La première fois que je l’ai vu j’avais été embarqué par une troupe en goguette pour aller déjeuner « als Templers », son restaurant. Il y avait dans cette compagnie Francis Coste et Claude Vedel, artistes peintres de leur état. C’était à l’initiative de Vedel que cette équipe se dirigeait vers Collioure. Et on allait se régaler du meilleur de la carte nous avait promis Vedel. Je me tenais tranquille peu enclin par nature à l’enthousiasme gastronomique lequel m’échappe hélas. Cependant à Collioure, festoyer c’est ce que nous fîmes et fort agréablement jusqu’à l’arrivée de l’addition. Là, royal et sûr de son art, Vedel ouvre un carton à dessins, le parcourt et rieur annonce l’impensable troc entre une généreuse gamelle et un dessin, mais colorié quand même, cela fera bien le billet!

Jojo connaissait manifestement la procédure car il accepta lui aussi en souriant à ce  panel d’artistes à la peine et choisit un format sous dimensionné au regard des estomacs remplis. Il a du en connaître de ces artistes pour avoir compris  que la seule issue c’était la porte de la bienveillance. Son sourire à lui rajoutant discrètement « ne  me  fait pas le coup trop souvent quand même. »

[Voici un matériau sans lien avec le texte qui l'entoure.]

mod common;

use axum::http::StatusCode;
use common::TestApp;
use rental_backend::domain::services::signature::sign_payload;

const SECRET: &str = "test_key_secret";

async fn setup_pending_booking(app: &TestApp) -> (String, String) {
    let listing_id = app.create_listing("owner-1", "Beach Villa", 2000).await;
    let (status, body) = app.create_order("guest-1", &listing_id, "2026-03-01", "2026-03-04", 2).await;
    assert_eq!(status, StatusCode::OK);
    (
        body["order_id"].as_str().unwrap().to_string(),
        body["booking_id"].as_str().unwrap().to_string(),
    )
}

#[tokio::test]
async fn test_verify_payment_success() {
    let app = TestApp::new().await;
    let (order_id, booking_id) = setup_pending_booking(&app).await;

    let signature = sign_payload(&order_id, "pay_123", SECRET);
    let (status, body) = app.verify_payment("guest-1", &order_id, "pay_123", &signature, &booking_id).await;

    assert_eq!(status, StatusCode::OK);
    assert_eq!(body["success"], true);
    assert_eq!(body["booking_id"], booking_id);

    let bookings = app.get_my_bookings("guest-1").await;
    assert_eq!(bookings[0]["payment_status"], "completed");
    assert_eq!(bookings[0]["booking_status"], "confirmed");
    assert_eq!(bookings[0]["payment_id"], "pay_123");
    assert_eq!(bookings[0]["gateway_signature"], signature.as_str());
}

#[tokio::test]
async fn test_forged_signature_marks_failed_then_legitimate_retry_succeeds() {
    let app = TestApp::new().await;
    let (order_id, booking_id) = setup_pending_booking(&app).await;

    let forged = "0".repeat(64);
    let (status, _) = app.verify_payment("guest-1", &order_id, "pay_123", &forged, &booking_id).await;
    assert_eq!(status, StatusCode::BAD_REQUEST);

    // The record survives the failure so payment can be retried.
    let bookings = app.get_my_bookings("guest-1").await;
    assert_eq!(bookings[0]["payment_status"], "failed");

    let signature = sign_payload(&order_id, "pay_123", SECRET);
    let (status, _) = app.verify_payment("guest-1", &order_id, "pay_123", &signature, &booking_id).await;
    assert_eq!(status, StatusCode::OK);

    let bookings = app.get_my_bookings("guest-1").await;
    assert_eq!(bookings[0]["payment_status"], "completed");
}

#[tokio::test]
async fn test_verify_payment_is_idempotent() {
    let app = TestApp::new().await;
    let (order_id, booking_id) = setup_pending_booking(&app).await;
    let calls_after_order = app.gateway.call_count();

    let signature = sign_payload(&order_id, "pay_777", SECRET);
    let (first, body_first) = app.verify_payment("guest-1", &order_id, "pay_777", &signature, &booking_id).await;
    let (second, body_second) = app.verify_payment("guest-1", &order_id, "pay_777", &signature, &booking_id).await;

    assert_eq!(first, StatusCode::OK);
    assert_eq!(second, StatusCode::OK);
    assert_eq!(body_first["booking_id"], body_second["booking_id"]);
    assert_eq!(body_first["success"], body_second["success"]);

    // One effective transition and no extra gateway traffic.
    let bookings = app.get_my_bookings("guest-1").await;
    assert_eq!(bookings[0]["payment_status"], "completed");
    assert_eq!(bookings[0]["payment_id"], "pay_777");
    assert_eq!(app.gateway.call_count(), calls_after_order);
}

#[tokio::test]
async fn test_verify_unknown_booking() {
    let app = TestApp::new().await;

    let signature = sign_payload("order_x", "pay_x", SECRET);
    let (status, _) = app.verify_payment("guest-1", "order_x", "pay_x", &signature, "no-such-booking").await;
    assert_eq!(status, StatusCode::NOT_FOUND);
}

#[tokio::test]
async fn test_callback_for_foreign_order_rejected() {
    let app = TestApp::new().await;
    let (_, booking_id) = setup_pending_booking(&app).await;

    // Valid signature, but over an order this booking never issued.
    let signature = sign_payload("order_other", "pay_123", SECRET);
    let (status, _) = app.verify_payment("guest-1", "order_other", "pay_123", &signature, &booking_id).await;
    assert_eq!(status, StatusCode::BAD_REQUEST);

    let bookings = app.get_my_bookings("guest-1").await;
    assert_eq!(bookings[0]["payment_status"], "pending");
}

#[tokio::test]
async fn test_completed_payment_not_downgraded_by_forged_callback() {
    let app = TestApp::new().await;
    let (order_id, booking_id) = setup_pending_booking(&app).await;

    let signature = sign_payload(&order_id, "pay_123", SECRET);
    let (status, _) = app.verify_payment("guest-1", &order_id, "pay_123", &signature, &booking_id).await;
    assert_eq!(status, StatusCode::OK);

    let forged = "f".repeat(64);
    let (status, _) = app.verify_payment("guest-1", &order_id, "pay_123", &forged, &booking_id).await;
    assert_eq!(status, StatusCode::BAD_REQUEST);

    let bookings = app.get_my_bookings("guest-1").await;
    assert_eq!(bookings[0]["payment_status"], "completed");
    assert_eq!(bookings[0]["payment_id"], "pay_123");
}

Au fil des ans je l’ai revu, toujours comme le fils de…  l’ami de … le compagnon de …et je ne lui ai jamais  parlé directement. Pourtant j’ai construis autour  de sa personne un halo d’admiration respectueuse. C’est qu’il l’inspirait.  Ami de son fils  j’étais  tenu au courant de la fin de sa trajectoire au jour le jour. Jojo était bien entouré.

A  son enterrement j’y étais. Il me fallait vérifier si l’auréole de respect que j’avais mis sur sa tête se présenterait à l’église de Collioure. Elle s’y présenta.

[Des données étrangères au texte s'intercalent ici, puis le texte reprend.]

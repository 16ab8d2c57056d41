pub mod sqlite_booking_repo;
pub mod sqlite_listing_repo;
pub mod postgres_booking_repo;
pub mod postgres_listing_repo;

Ce jour là j’ai beaucoup aimé la pluie en attendant l’arrivée de sa dernière automobile, laquelle fut très bien conduite d’ailleurs et à vitesse solennelle et réglementaire.

Qu’aurait –t-il dit Jojo s’il avait pu voir tout ces parapluies dans son sillage, à sa poursuite vraiment, comme la trace d’un pinceau d’un maître pointilliste, répartissant là et là toutes ces sombres ombrelles s’agitant derrière son ultime carriole.

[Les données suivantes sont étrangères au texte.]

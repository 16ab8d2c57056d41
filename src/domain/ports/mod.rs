use crate::domain::models::{
    booking::Booking,
    listing::Listing,
    order::{GatewayOrder, OrderRequest},
};
use crate::error::AppError;
use async_trait::async_trait;
use chrono::{DateTime, NaiveDate, Utc};

#[async_trait]
pub trait ListingRepository: Send + Sync {
    async fn create(&self, listing: &Listing) -> Result<Listing, AppError>;
    async fn find_by_id(&self, id: &str) -> Result<Option<Listing>, AppError>;
    async fn list(&self) -> Result<Vec<Listing>, AppError>;
}

#[async_trait]
pub trait BookingRepository: Send + Sync {
    async fn create(&self, booking: &Booking) -> Result<Booking, AppError>;
    async fn find_by_id(&self, id: &str) -> Result<Option<Booking>, AppError>;
    async fn list_by_user(&self, user_id: &str) -> Result<Vec<Booking>, AppError>;
    async fn update(&self, booking: &Booking) -> Result<Booking, AppError>;
    async fn delete(&self, id: &str) -> Result<(), AppError>;
    /// Active bookings intersecting [check_in, check_out) on a listing,
    /// optionally ignoring one booking (used when rescheduling it).
    async fn count_overlap(&self, listing_id: &str, check_in: NaiveDate, check_out: NaiveDate, exclude_booking_id: Option<&str>) -> Result<i64, AppError>;
    /// Conditional transition to `completed` from `pending` or `failed`.
    /// Returns false when the row was in neither state, which callers treat
    /// as "already applied".
    async fn mark_payment_completed(&self, id: &str, payment_id: &str, signature: &str) -> Result<bool, AppError>;
    /// Marks the payment failed unless it already completed. A completed
    /// payment is only ever overwritten by the external refund path.
    async fn mark_payment_failed(&self, id: &str) -> Result<(), AppError>;
    async fn find_stale_pending(&self, cutoff: DateTime<Utc>) -> Result<Vec<Booking>, AppError>;
}

#[async_trait]
pub trait OrderGateway: Send + Sync {
    async fn create_order(&self, request: &OrderRequest) -> Result<GatewayOrder, AppError>;
}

Je ne sais pas s’il peignait mais il s’y connaissait sûrement. Car comment expliquer cette jolie peinture pour ses ultimes et amicales salutations composée selon des directives qu’il aurait emprunté carrément de Georges Seurat.

Le cortège, comme une vague de cette mer calme bien parallèle à la rive de la rade de Collioure, tous ces pépins brillants, vernis par la pluie d’où pendaient souliers et jambes dansants le long de la grève dans une chorégraphie dont les tracés étaient conformes aux lois des courants et forces marines de la Méditerranée.

C’est une horde de parapluies qui suivait Jojo, famille et amis dans le rythme de la journée grise. C’est qu’il en avait distribué des amitiés. Belle cérémonie.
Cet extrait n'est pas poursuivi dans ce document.